Task to carry out => Write out exactly the lines from the start of the entries through the one that contains "plugin is installed.", including both.

↓↓↓

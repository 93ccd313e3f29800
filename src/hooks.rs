//! Lookup hooks for app plugin install status and version.

use std::sync::Arc;

use tokio::sync::watch;

use crate::error::MetaError;
use crate::lookup::{AsyncLookup, LookupResult};
use crate::registry::AppPluginMetas;

/// Snapshot of [`AppPluginInstalled`].
#[derive(Debug, Clone)]
pub struct AppPluginInstalledState {
    pub loading: bool,
    pub error: Option<Arc<MetaError>>,
    pub installed: Option<bool>,
}

impl From<LookupResult<bool>> for AppPluginInstalledState {
    fn from(result: LookupResult<bool>) -> Self {
        let (loading, error, installed) = split(result);
        Self {
            loading,
            error,
            installed,
        }
    }
}

/// Snapshot of [`AppPluginVersion`].
#[derive(Debug, Clone)]
pub struct AppPluginVersionState {
    pub loading: bool,
    pub error: Option<Arc<MetaError>>,
    /// `Some(None)` means the plugin is not installed.
    pub version: Option<Option<String>>,
}

impl From<LookupResult<Option<String>>> for AppPluginVersionState {
    fn from(result: LookupResult<Option<String>>) -> Self {
        let (loading, error, version) = split(result);
        Self {
            loading,
            error,
            version,
        }
    }
}

fn split<T>(result: LookupResult<T>) -> (bool, Option<Arc<MetaError>>, Option<T>) {
    match result {
        LookupResult::Pending => (true, None, None),
        LookupResult::Ready(value) => (false, None, Some(value)),
        LookupResult::Failed(e) => (false, Some(e), None),
    }
}

/// Tracks whether an app plugin is installed.
pub struct AppPluginInstalled {
    lookup: AsyncLookup<bool>,
}

impl AppPluginInstalled {
    /// Request the install status of `plugin_id`.
    pub fn use_plugin(&mut self, plugin_id: &str) -> AppPluginInstalledState {
        self.lookup.use_key(plugin_id).into()
    }

    /// Current install status.
    pub fn state(&self) -> AppPluginInstalledState {
        self.lookup.current().into()
    }

    /// Wait for the current request to settle.
    pub async fn settled(&self) -> AppPluginInstalledState {
        self.lookup.settled().await.into()
    }

    /// Subscribe to raw result changes.
    pub fn subscribe(&self) -> watch::Receiver<LookupResult<bool>> {
        self.lookup.subscribe()
    }
}

/// Tracks the installed version of an app plugin.
pub struct AppPluginVersion {
    lookup: AsyncLookup<Option<String>>,
}

impl AppPluginVersion {
    /// Request the installed version of `plugin_id`.
    pub fn use_plugin(&mut self, plugin_id: &str) -> AppPluginVersionState {
        self.lookup.use_key(plugin_id).into()
    }

    /// Current version state.
    pub fn state(&self) -> AppPluginVersionState {
        self.lookup.current().into()
    }

    /// Wait for the current request to settle.
    pub async fn settled(&self) -> AppPluginVersionState {
        self.lookup.settled().await.into()
    }

    /// Subscribe to raw result changes.
    pub fn subscribe(&self) -> watch::Receiver<LookupResult<Option<String>>> {
        self.lookup.subscribe()
    }
}

/// Create an install-status hook backed by `metas`.
pub fn use_app_plugin_installed(metas: Arc<dyn AppPluginMetas>) -> AppPluginInstalled {
    AppPluginInstalled {
        lookup: AsyncLookup::new(move |plugin_id: String| {
            let metas = metas.clone();
            async move { metas.is_app_plugin_installed(&plugin_id).await }
        }),
    }
}

/// Create a version hook backed by `metas`.
pub fn use_app_plugin_version(metas: Arc<dyn AppPluginMetas>) -> AppPluginVersion {
    AppPluginVersion {
        lookup: AsyncLookup::new(move |plugin_id: String| {
            let metas = metas.clone();
            async move { metas.get_app_plugin_version(&plugin_id).await }
        }),
    }
}

#[cfg(test)]
mod tests {
    use super::*;
    use std::path::PathBuf;

    use async_trait::async_trait;

    use crate::config::MetaConfig;
    use crate::error::Result;
    use crate::meta::AppPluginMeta;
    use crate::registry::AppPluginRegistry;

    fn registry() -> Arc<dyn AppPluginMetas> {
        let registry = AppPluginRegistry::new(MetaConfig::new(PathBuf::from("/nonexistent")));
        registry
            .set_app_plugin_metas(vec![
                AppPluginMeta::new("grafana-exploretraces-app", "1.2.2").preloaded(),
                AppPluginMeta::new("grafana-lokiexplore-app", "1.0.9"),
            ])
            .unwrap();
        Arc::new(registry)
    }

    struct FailingMetas;

    #[async_trait]
    impl AppPluginMetas for FailingMetas {
        async fn is_app_plugin_installed(&self, _plugin_id: &str) -> Result<bool> {
            Err(MetaError::lookup("Some error"))
        }

        async fn get_app_plugin_version(&self, _plugin_id: &str) -> Result<Option<String>> {
            Err(MetaError::lookup("Some error"))
        }
    }

    mod installed {
        use super::*;

        #[tokio::test]
        async fn test_default_values() {
            let mut hook = use_app_plugin_installed(registry());
            let state = hook.use_plugin("grafana-exploretraces-app");

            assert!(state.loading);
            assert!(state.error.is_none());
            assert!(state.installed.is_none());
        }

        #[tokio::test]
        async fn test_values_after_loading() {
            let mut hook = use_app_plugin_installed(registry());
            hook.use_plugin("grafana-exploretraces-app");
            let state = hook.settled().await;

            assert!(!state.loading);
            assert!(state.error.is_none());
            assert_eq!(state.installed, Some(true));
        }

        #[tokio::test]
        async fn test_unknown_plugin() {
            let mut hook = use_app_plugin_installed(registry());
            hook.use_plugin("otherorg-otherplugin-app");
            let state = hook.settled().await;

            assert!(!state.loading);
            assert!(state.error.is_none());
            assert_eq!(state.installed, Some(false));
        }

        #[tokio::test]
        async fn test_lookup_error() {
            let mut hook = use_app_plugin_installed(Arc::new(FailingMetas));
            hook.use_plugin("otherorg-otherplugin-app");
            let state = hook.settled().await;

            assert!(!state.loading);
            assert!(matches!(
                state.error.as_deref(),
                Some(MetaError::LookupFailed(msg)) if msg == "Some error"
            ));
            assert!(state.installed.is_none());
        }

        #[tokio::test]
        async fn test_state_matches_settled() {
            let mut hook = use_app_plugin_installed(registry());
            hook.use_plugin("grafana-lokiexplore-app");
            hook.settled().await;

            assert_eq!(hook.state().installed, Some(true));
            assert!(hook.subscribe().borrow().is_settled());
        }
    }

    mod version {
        use super::*;

        #[tokio::test]
        async fn test_default_values() {
            let mut hook = use_app_plugin_version(registry());
            let state = hook.use_plugin("grafana-exploretraces-app");

            assert!(state.loading);
            assert!(state.error.is_none());
            assert!(state.version.is_none());
        }

        #[tokio::test]
        async fn test_values_after_loading() {
            let mut hook = use_app_plugin_version(registry());
            hook.use_plugin("grafana-exploretraces-app");
            let state = hook.settled().await;

            assert!(!state.loading);
            assert!(state.error.is_none());
            assert_eq!(state.version, Some(Some("1.2.2".to_string())));
        }

        #[tokio::test]
        async fn test_unknown_plugin() {
            let mut hook = use_app_plugin_version(registry());
            hook.use_plugin("otherorg-otherplugin-app");
            let state = hook.settled().await;

            assert!(!state.loading);
            assert!(state.error.is_none());
            assert_eq!(state.version, Some(None));
        }

        #[tokio::test]
        async fn test_lookup_error() {
            let mut hook = use_app_plugin_version(Arc::new(FailingMetas));
            hook.use_plugin("otherorg-otherplugin-app");
            let state = hook.settled().await;

            assert!(!state.loading);
            assert_eq!(
                state.error.map(|e| e.to_string()).as_deref(),
                Some("Lookup failed: Some error")
            );
            assert!(state.version.is_none());
        }

        #[tokio::test]
        async fn test_switching_plugins() {
            let mut hook = use_app_plugin_version(registry());
            hook.use_plugin("grafana-exploretraces-app");
            hook.settled().await;

            assert!(hook.use_plugin("grafana-lokiexplore-app").loading);
            let state = hook.settled().await;
            assert_eq!(state.version, Some(Some("1.0.9".to_string())));
        }
    }
}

↑↑↑

Task result =>
repository 93ccd313e3f29800
filename src/hooks.rs
//! Lookup hooks for app plugin install status and version.

use std::sync::Arc;

use tokio::sync::watch;

use crate::error::MetaError;
use crate::lookup::{AsyncLookup, LookupResult};
use crate::registry::AppPluginMetas;

/// Snapshot of [`AppPluginInstalled`].
#[derive(Debug, Clone)]
pub struct AppPluginInstalledState {
    pub loading: bool,
    pub error: Option<Arc<MetaError>>,
    pub installed: Option<bool>,
}

impl From<LookupResult<bool>> for AppPluginInstalledState {
    fn from(result: LookupResult<bool>) -> Self {
        let (loading, error, installed) = split(result);
        Self {
            loading,
            error,
            installed,
        }
    }
}

/// Snapshot of [`AppPluginVersion`].
#[derive(Debug, Clone)]
pub struct AppPluginVersionState {
    pub loading: bool,
    pub error: Option<Arc<MetaError>>,
    /// `Some(None)` means the plugin is not installed.
    pub version: Option<Option<String>>,
}

impl From<LookupResult<Option<String>>> for AppPluginVersionState {
    fn from(result: LookupResult<Option<String>>) -> Self {
        let (loading, error, version) = split(result);
        Self {
            loading,
            error,
            version,
        }
    }
}

fn split<T>(result: LookupResult<T>) -> (bool, Option<Arc<MetaError>>, Option<T>) {
    match result {
        LookupResult::Pending => (true, None, None),
        LookupResult::Ready(value) => (false, None, Some(value)),
        LookupResult::Failed(e) => (false, Some(e), None),
    }
}

/// Tracks whether an app plugin is installed.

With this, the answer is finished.